Ontario unveiled new, more secure driver's licences Friday to help prevent identity theft and to serve as the basis for a possible passport alternative for crossing the United States border.
  
Transportation Minister Jim Bradley unveiled the new licences, which include at least six new security features and will be given to every driver in the province when they renew their licence.

Staff Insp. Steven Harris of the Toronto Police Service told the news conference in Toronto he is impressed with the new document and predicted it will be harder for fraud artists to copy.

The new licences, he said, will keep drivers one step ahead of fraud artists and identity thieves.
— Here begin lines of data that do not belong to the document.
//! Tile generation: `mesh → collider → texture`.
//!
//! [`generate_tile`] is what a lifecycle worker runs for one claimed slot.
//! [`GenerationStage`] batches the same work for offline baking, following
//! the Enqueue → Tick → Completions pattern.

use std::sync::Arc;

use rayon::prelude::*;
use web_time::Instant;

use crate::collider::TileCollider;
use crate::context::WorldGen;
use crate::density::DensityField;
use crate::mesh::{generate_mesh, Atlas, TileMesh};
use crate::texture::{synthesize, TileTextures};
use crate::tile::TilePosition;

/// A generated tile, ready for upload.
pub struct TilePayload {
  pub mesh: TileMesh,
  pub collider: Arc<TileCollider>,
  pub textures: TileTextures,
  pub atlas: Atlas,
  /// Wall time spent generating, in microseconds.
  pub generation_us: u64,
}

impl TilePayload {
  pub fn texture_resolution(&self) -> u32 {
    self.atlas.resolution
  }

  /// CPU memory held until upload.
  pub fn memory_bytes(&self) -> usize {
    self.mesh.memory_bytes() + self.textures.memory_bytes()
  }
}

/// Generate one tile. `None` when the tile holds no surface.
#[cfg_attr(feature = "tracing-spans", tracing::instrument(skip_all, name = "generator::generate_tile"))]
pub fn generate_tile<D: DensityField>(tile: &TilePosition, world: &WorldGen<D>) -> Option<TilePayload> {
  let start = Instant::now();

  let (mesh, atlas) = generate_mesh(tile, &world.density, &world.mesh)?;
  let collider = Arc::new(TileCollider::from_mesh(&mesh));
  let textures = synthesize(tile, &mesh, &atlas, &world.material_seeds, &world.texture);

  Some(TilePayload {
    mesh,
    collider,
    textures,
    atlas,
    generation_us: start.elapsed().as_micros() as u64,
  })
}

/// Completed batch entry.
pub struct GenerationCompletion {
  /// Request ID this completion corresponds to
  pub id: u64,
  pub tile: TilePosition,
  /// `None` for tiles without surface.
  pub payload: Option<TilePayload>,
  pub generation_us: u64,
}

/// Batch generation stage over the rayon pool.
pub struct GenerationStage<D: DensityField = crate::density::NoiseDensity> {
  world: Arc<WorldGen<D>>,
  pending: Vec<(u64, TilePosition)>,
  completed: Vec<GenerationCompletion>,
  next_id: u64,
}

impl<D: DensityField> GenerationStage<D> {
  pub fn new(world: Arc<WorldGen<D>>) -> Self {
    Self {
      world,
      pending: Vec::new(),
      completed: Vec::new(),
      next_id: 0,
    }
  }

  /// Enqueue a tile, returning the assigned ID.
  pub fn enqueue(&mut self, tile: TilePosition) -> u64 {
    let id = self.next_id;
    self.next_id += 1;
    self.pending.push((id, tile));
    id
  }

  /// Generate all pending tiles in parallel. Returns the number processed.
  pub fn tick(&mut self) -> usize {
    if self.pending.is_empty() {
      return 0;
    }

    let requests = std::mem::take(&mut self.pending);
    let count = requests.len();
    let world = &*self.world;

    let completions: Vec<GenerationCompletion> = requests
      .into_par_iter()
      .map(|(id, tile)| {
        let start = Instant::now();
        let payload = generate_tile(&tile, world);
        GenerationCompletion {
          id,
          tile,
          payload,
          generation_us: start.elapsed().as_micros() as u64,
        }
      })
      .collect();

    self.completed.extend(completions);
    count
  }

  /// Take all completions, in enqueue order.
  pub fn drain_completions(&mut self) -> Vec<GenerationCompletion> {
    std::mem::take(&mut self.completed)
  }

  pub fn pending_count(&self) -> usize {
    self.pending.len()
  }

  pub fn completed_count(&self) -> usize {
    self.completed.len()
  }

  /// True when no work remains.
  pub fn is_idle(&self) -> bool {
    self.pending.is_empty() && self.completed.is_empty()
  }
}

#[cfg(test)]
#[path = "generator_test.rs"]
mod generator_test;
The new licence will also be the basis for a passport alternative.
  
Bradley has been working for years to convince the U.S. not to force Canadians and Americans to have passports to cross the international border, which he worries will seriously curtail tourism into Ontario, especially spur-of-the-moment visits and day trips by Americans.
  
The province will first have to strike a deal with the federal government to access citizenship data, which then could be added to the new driver's licences on a voluntary basis and then be used instead of a passport to enter the United States.
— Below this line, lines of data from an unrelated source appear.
use image::{GrayAlphaImage, GrayImage, Luma, LumaA, Rgb, RgbImage, Rgba, RgbaImage};

use super::*;

fn count_filled<P: Pixel<Subpixel = u8>>(image: &ImageBuffer<P, Vec<u8>>) -> usize {
  image
    .pixels()
    .filter(|p| p.channels().iter().any(|&c| c != 0))
    .count()
}

/// One seed texel grows one ring per iteration.
#[test]
fn test_rings_grow_per_iteration() {
  let mut image = RgbImage::new(9, 9);
  image.put_pixel(4, 4, Rgb([200, 100, 50]));

  inpaint(&mut image, 2);

  assert_eq!(count_filled(&image), 25, "5x5 block after two rings");
  for y in 2..=6 {
    for x in 2..=6 {
      assert_eq!(*image.get_pixel(x, y), Rgb([200, 100, 50]), "texel ({x}, {y})");
    }
  }
  assert_eq!(*image.get_pixel(1, 4), Rgb([0, 0, 0]), "third ring untouched");
}

#[test]
fn test_zero_iterations_is_noop() {
  let mut image = RgbImage::new(4, 4);
  image.put_pixel(1, 1, Rgb([9, 9, 9]));
  let before = image.clone();
  inpaint(&mut image, 0);
  assert_eq!(image, before);
}

/// Frontier texels average their filled neighbors.
#[test]
fn test_frontier_averages_neighbors() {
  let mut image = GrayImage::new(3, 1);
  image.put_pixel(0, 0, Luma([100]));
  image.put_pixel(2, 0, Luma([200]));

  inpaint(&mut image, 1);

  assert_eq!(*image.get_pixel(1, 0), Luma([150]));
}

/// Faint neighbors whose rounded average is zero still fill the texel.
#[test]
fn test_faint_average_is_not_blank() {
  let mut image = RgbImage::new(3, 3);
  image.put_pixel(0, 1, Rgb([1, 0, 0]));
  image.put_pixel(1, 0, Rgb([0, 1, 0]));
  image.put_pixel(2, 1, Rgb([0, 0, 1]));

  inpaint(&mut image, 3);

  assert_ne!(*image.get_pixel(1, 1), Rgb([0, 0, 0]));
  assert_eq!(count_filled(&image), 9);
}

/// Filled texels are never modified.
#[test]
fn test_filled_texels_untouched() {
  let mut image = RgbaImage::new(6, 6);
  for x in 0..3 {
    image.put_pixel(x, 2, Rgba([10 + x as u8, 20, 30, 255]));
  }
  let before = image.clone();

  inpaint(&mut image, 3);

  for x in 0..3 {
    assert_eq!(image.get_pixel(x, 2), before.get_pixel(x, 2));
  }
}

#[test]
fn test_enough_iterations_fill_everything() {
  let mut image = RgbImage::new(16, 8);
  image.put_pixel(0, 0, Rgb([1, 2, 3]));
  inpaint(&mut image, 16);
  assert_eq!(count_filled(&image), 16 * 8);
}

#[test]
fn test_blank_image_stays_blank() {
  let mut image = RgbImage::new(5, 5);
  inpaint(&mut image, 4);
  assert_eq!(count_filled(&image), 0);
}

#[test]
fn test_dynamic_dispatch_by_channel_count() {
  let mut gray = GrayImage::new(3, 3);
  gray.put_pixel(1, 1, Luma([7]));
  let mut gray_alpha = GrayAlphaImage::new(3, 3);
  gray_alpha.put_pixel(1, 1, LumaA([7, 9]));
  let mut rgb = RgbImage::new(3, 3);
  rgb.put_pixel(1, 1, Rgb([7, 8, 9]));
  let mut rgba = RgbaImage::new(3, 3);
  rgba.put_pixel(1, 1, Rgba([7, 8, 9, 10]));

  let mut images = [
    DynamicImage::ImageLuma8(gray),
    DynamicImage::ImageLumaA8(gray_alpha),
    DynamicImage::ImageRgb8(rgb),
    DynamicImage::ImageRgba8(rgba),
  ];
  for image in &mut images {
    assert!(inpaint_dynamic(image, 1));
    let raw = image.as_bytes();
    assert!(raw.iter().all(|&b| b != 0), "all texels filled for {:?}", image.color());
  }

  let mut wide = DynamicImage::new_rgb16(2, 2);
  assert!(!inpaint_dynamic(&mut wide, 1), "16-bit images are not inpainted");
}
//! Hierarchical tile selection.
//!
//! A fixed cube of root tiles surrounds the player. Each root is refined
//! recursively while it is too coarse for its distance to the player, but
//! only as far as the finer tiles are already generated:
//!
//! ```text
//!   coarse enough or at min radius ──> request tile (visible)
//!   children all ready              ──> recurse into children,
//!                                       keep tile requested (invisible backing)
//!   otherwise                       ──> request children (invisible, generating)
//!                                       keep tile requested (visible placeholder)
//! ```
//!
//! A parent stays on screen until all 8 children exist, so refinement never
//! opens holes. Once its children take over it stays generated but hidden,
//! ready to become visible again when the player walks away.

use std::collections::BTreeSet;

use glam::{DVec3, IVec3};

use crate::config::HierarchyConfig;
use crate::tile::TilePosition;

/// Center of the root tile containing `player`, per axis.
#[inline]
fn root_cell(player: DVec3, root_tile_size: i32) -> IVec3 {
  let size = root_tile_size as f64;
  ((player / size).round() * size).as_ivec3()
}

/// Whether `tile` needs no further refinement for this player position.
#[inline]
pub fn is_coarse_enough(tile: &TilePosition, player: DVec3, config: &HierarchyConfig) -> bool {
  tile.distance_to_player(player) > config.coarseness_factor * tile.radius as f64
}

/// The set of tiles that should exist for this player position.
///
/// `ready` holds tiles that are fully generated and presentable; visibility
/// flags in it are ignored.
#[cfg_attr(feature = "tracing-spans", tracing::instrument(skip_all, name = "hierarchy::find_needed_tiles"))]
pub fn find_needed_tiles(
  player: DVec3,
  ready: &BTreeSet<TilePosition>,
  config: &HierarchyConfig,
) -> BTreeSet<TilePosition> {
  let mut needed = BTreeSet::new();
  let origin = root_cell(player, config.root_tile_size);
  let range = config.root_range;

  for z in -range..=range {
    for y in -range..=range {
      for x in -range..=range {
        let center = origin + IVec3::new(x, y, z) * config.root_tile_size;
        let root = TilePosition::new(center, config.root_radius());
        traverse(root, player, ready, config, &mut needed);
      }
    }
  }

  needed
}

fn traverse(
  tile: TilePosition,
  player: DVec3,
  ready: &BTreeSet<TilePosition>,
  config: &HierarchyConfig,
  needed: &mut BTreeSet<TilePosition>,
) {
  if tile.radius <= config.min_radius || is_coarse_enough(&tile, player, config) {
    needed.insert(tile.with_visible(true));
    return;
  }

  let children = tile.children();
  let children_ready = children.iter().all(|child| ready.contains(child));
  if children_ready {
    for child in children {
      traverse(child, player, ready, config, needed);
    }
  } else {
    for child in children {
      needed.insert(child.with_visible(false));
    }
  }
  needed.insert(tile.with_visible(!children_ready));
}

#[cfg(test)]
#[path = "hierarchy_test.rs"]
mod hierarchy_test;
The minister said he still has to get final agreement from the federal government, the U.S. Department of Homeland Security and the privacy commissioners in Ottawa and Queen's Park before those passport alternative licences can be issued.
  
U.S. Homeland Security Secretary Michael Chertoff confirmed last month that enhanced driver's licences will be accepted as alternatives to passports at the Canada-U.S. border.
  
New security measures under the so-called Western Hemisphere Travel Initiative are supposed to take effect at land and sea crossings between Canada and the U.S. starting next summer.
  
Those new measures were originally confined to passports, but Homeland Security officials have become increasingly comfortable with high-tech driver's licences that contain proof of citizenship.
  
Currently, Canadians only need a passport to enter the U.S. by air.
  
Canada has been pushing for the alternative documents, saying passports are expensive and harder to get than a driver's licence, while several states and provinces are interested in improving their licences because most people need them anyway.
  
The Western Hemisphere Travel Initiative was passed by the U.S. Congress in 2004 in a bid to plug security holes after the attacks of Sept. 11, 2001.
  
The new rules were supposed to go into effect in January, but last June, U.S. officials issued a reprieve on passports for people entering at land and sea points until at least the following summer.